Personal information
- Born: 10 May 1993 (age 32) Alkmaar, Netherlands
- Nationality: Dutch
- Listed height: 6 ft 10 in (2.08 m)
- Listed weight: 225 lb (102 kg)

Career information
- College: Canisius (2011–2016)
- NBA draft: 2016: undrafted
- Playing career: 2016–2023
- Position: Center

Career history
- 2016: Holargos
- 2016–2017: Navarra
- 2017–2018: New Heroes Den Bosch
- 2018–2022: Landstede Hammers
- 2022–2023: Den Helder Suns

Career highlights
- DBL champion (2019);

= Kevin Bleeker =

Dutch basketball player (born 1993)

Kevin Bleeker (born 10 May 1993) is a Dutch former basketball player. He played for Holargos in Greece, Navarra in Spain and for Heroes Den Bosch, Landstede Hammers and Den Helder Suns in the Netherlands. Bleeker also played college basketball in the United States with the Canisius Golden Griffins. He won the Dutch Basketball League with the Landstede Hammers, the club's first title ever, in 2019.

==Early life==
Bleeker first played for the junior teams of BV Noordkop in the Netherlands. He also played for various junior squads of the Dutch, including the U18 team that played on the European Championship in Bulgaria. He also played in the 16th annual Holland - Nordic Basketball Tournament in April 2011.

==College career==
Bleeker started his career with the Golden Griffins in the 2011–12 season. He played in 30 games and started 6 in his rookie year. He scored a career high 18 points against South Dakota on 18 December 2011. He opted to redshirt the 2012–13 season.
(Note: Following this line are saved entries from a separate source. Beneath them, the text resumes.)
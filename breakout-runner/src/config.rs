//! Serializable analysis configuration.
//!
//! ```toml
//! [analysis]
//! ticker = "AAPL"
//! start_date = "2023-01-01"
//! end_date = "2024-01-01"
//! volume_threshold_pct = 200.0
//! price_change_threshold_pct = 2.0
//! holding_period = 10
//! ```
//!
//! The three numeric parameters are optional and default to 200 / 2 / 10.

use std::path::Path;

use breakout_core::{AnalysisError, AnalysisParams};
use chrono::NaiveDate;
use serde::{Deserialize, Serialize};
use thiserror::Error;

#[derive(Debug, Error)]
pub enum ConfigError {
    #[error("failed to read config {path}: {source}")]
    Io {
        path: String,
        #[source]
        source: std::io::Error,
    },

    #[error("failed to parse config: {0}")]
    Parse(#[from] toml::de::Error),

    #[error("ticker must not be empty")]
    EmptyTicker,

    #[error("start_date {start} is after end_date {end}")]
    InvalidRange { start: NaiveDate, end: NaiveDate },

    #[error(transparent)]
    InvalidParameter(#[from] AnalysisError),
}

/// Top-level config file layout.
#[derive(Debug, Clone, PartialEq, Serialize, Deserialize)]
pub struct AnalysisConfig {
    pub analysis: AnalysisSection,
}

/// Everything needed to reproduce one analysis run.
#[derive(Debug, Clone, PartialEq, Serialize, Deserialize)]
pub struct AnalysisSection {
    pub ticker: String,
    pub start_date: NaiveDate,
    pub end_date: NaiveDate,
    #[serde(default = "default_volume_threshold")]
    pub volume_threshold_pct: f64,
    #[serde(default = "default_price_threshold")]
    pub price_change_threshold_pct: f64,
    #[serde(default = "default_holding_period")]
    pub holding_period: usize,
}

fn default_volume_threshold() -> f64 {
    AnalysisParams::default().volume_threshold_pct
}

fn default_price_threshold() -> f64 {
    AnalysisParams::default().price_change_threshold_pct
}

fn default_holding_period() -> usize {
    AnalysisParams::default().holding_period
}

impl AnalysisConfig {
    /// Build a config from explicit values with default parameters.
    pub fn new(ticker: impl Into<String>, start_date: NaiveDate, end_date: NaiveDate) -> Self {
        let params = AnalysisParams::default();
        Self {
            analysis: AnalysisSection {
                ticker: ticker.into(),
                start_date,
                end_date,
                volume_threshold_pct: params.volume_threshold_pct,
                price_change_threshold_pct: params.price_change_threshold_pct,
                holding_period: params.holding_period,
            },
        }
    }

    pub fn from_file(path: &Path) -> Result<Self, ConfigError> {
        let content = std::fs::read_to_string(path).map_err(|source| ConfigError::Io {
            path: path.display().to_string(),
            source,
        })?;
        Self::from_toml(&content)
    }

    /// Parse and validate.
    pub fn from_toml(content: &str) -> Result<Self, ConfigError> {
        let config: Self = toml::from_str(content)?;
        config.validate()?;
        Ok(config)
    }

    pub fn validate(&self) -> Result<(), ConfigError> {
        let a = &self.analysis;
        if a.ticker.trim().is_empty() {
            return Err(ConfigError::EmptyTicker);
        }
        if a.start_date > a.end_date {
            return Err(ConfigError::InvalidRange {
                start: a.start_date,
                end: a.end_date,
            });
        }
        self.params().validate()?;
        Ok(())
    }

    pub fn ticker(&self) -> &str {
        &self.analysis.ticker
    }

    pub fn params(&self) -> AnalysisParams {
        AnalysisParams {
            volume_threshold_pct: self.analysis.volume_threshold_pct,
            price_change_threshold_pct: self.analysis.price_change_threshold_pct,
            holding_period: self.analysis.holding_period,
        }
    }
}

#[cfg(test)]
mod tests {
    use super::*;

    #[test]
    fn parses_full_config() {
        let config = AnalysisConfig::from_toml(
            r#"
[analysis]
ticker = "MSFT"
start_date = "2023-01-03"
end_date = "2023-12-29"
volume_threshold_pct = 250.0
price_change_threshold_pct = 3.5
holding_period = 5
"#,
        )
        .unwrap();
        assert_eq!(config.ticker(), "MSFT");
        assert_eq!(config.analysis.start_date, NaiveDate::from_ymd_opt(2023, 1, 3).unwrap());
        let params = config.params();
        assert_eq!(params.volume_threshold_pct, 250.0);
        assert_eq!(params.price_change_threshold_pct, 3.5);
        assert_eq!(params.holding_period, 5);
    }

    #[test]
    fn missing_parameters_take_defaults() {
        let config = AnalysisConfig::from_toml(
            r#"
[analysis]
ticker = "AAPL"
start_date = "2023-01-01"
end_date = "2024-01-01"
"#,
        )
        .unwrap();
        assert_eq!(config.params(), AnalysisParams::default());
    }

    #[test]
    fn rejects_inverted_dates() {
        let err = AnalysisConfig::from_toml(
            r#"
[analysis]
ticker = "AAPL"
start_date = "2024-01-01"
end_date = "2023-01-01"
"#,
        )
        .unwrap_err();
        assert!(matches!(err, ConfigError::InvalidRange { .. }));
    }

    #[test]
    fn rejects_zero_holding_period() {
        let err = AnalysisConfig::from_toml(
            r#"
[analysis]
ticker = "AAPL"
start_date = "2023-01-01"
end_date = "2024-01-01"
holding_period = 0
"#,
        )
        .unwrap_err();
        assert!(matches!(err, ConfigError::InvalidParameter(_)));
    }

    #[test]
    fn rejects_blank_ticker_and_bad_toml() {
        let mut config = AnalysisConfig::new(
            " ",
            NaiveDate::from_ymd_opt(2023, 1, 1).unwrap(),
            NaiveDate::from_ymd_opt(2023, 2, 1).unwrap(),
        );
        assert!(matches!(config.validate(), Err(ConfigError::EmptyTicker)));
        config.analysis.ticker = "AAPL".into();
        assert!(config.validate().is_ok());

        assert!(matches!(
            AnalysisConfig::from_toml("analysis = 3"),
            Err(ConfigError::Parse(_))
        ));
    }
}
In the next season, he contributed again, as he averaged 6.4 minutes per game.

==Professional career==
In June 2017, Bleeker signed a one-year contract with New Heroes Den Bosch of the Dutch Basketball League (DBL), with an option to a second year.

In 2018, Bleeker joined the Landstede Hammers and helped the team win the DBL championship in his first season.

In June 2022, he signed with Den Helder Suns, marking a return to Den Helder after 11 years. In April 2023, during the 2022–23 season with the Suns, Bleeker announced his retirement from basketball. After a slow recovery from a severe knee injury, he was advised by doctors to stop playing professional sports.

==International career==
In 2014, Bleeker played his first games for the Dutch national basketball team in the FIBA EuroBasket 2015 qualification. He was part of the team that qualified for EuroBasket 2015, the country's first EuroBasket qualification since 25 years. Overall, Bleeker played in a total of 11 games for the Netherlands.